- Opening Delimiter -

// ==========================================
// 入库批次汇总引擎 - 汇总结果
// ==========================================
// 用途: 批次头部汇总展示 (SKU 数 / 成本 / 回款 / 排名 / 体积 / 重量)
// ==========================================

use crate::domain::batch::PresetTotals;
use serde::{Deserialize, Serialize};

// ==========================================
// BatchSummary - 批次汇总
// ==========================================
// avg_rank 为 None 表示 total_quantity = 0 (序列化为 null)
#[derive(Debug, Clone, Default, PartialEq, Serialize, Deserialize)]
pub struct BatchSummary {
    pub total_count: u64,
    pub total_quantity: u64,
    pub total_ordered: u64,
    pub total_cost: f64,
    pub total_payout: f64,         // 净回款 = 回款 - 成本
    pub avg_rank: Option<f64>,
    pub total_rank: f64,
    pub total_volume: f64,
    pub total_weight: f64,
}

impl BatchSummary {
    /// 由预置汇总构造 (未加载批次透传)
    pub fn from_preset(preset: &PresetTotals) -> Self {
        Self {
            total_count: preset.total_count.unwrap_or(0),
            total_quantity: preset.total_quantity.unwrap_or(0),
            total_ordered: preset.total_ordered.unwrap_or(0),
            total_cost: preset.total_cost.unwrap_or(0.0),
            total_payout: preset.total_payout.unwrap_or(0.0),
            avg_rank: preset.avg_rank,
            total_rank: 0.0,
            total_volume: preset.total_volume.unwrap_or(0.0),
            total_weight: preset.total_weight.unwrap_or(0.0),
        }
    }
}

- Closing Delimiter -

▶ **What is required**
For the data above, count every line in which the string "PresetTotals" appears, and answer with the count only.

▶ **Exercise result**
2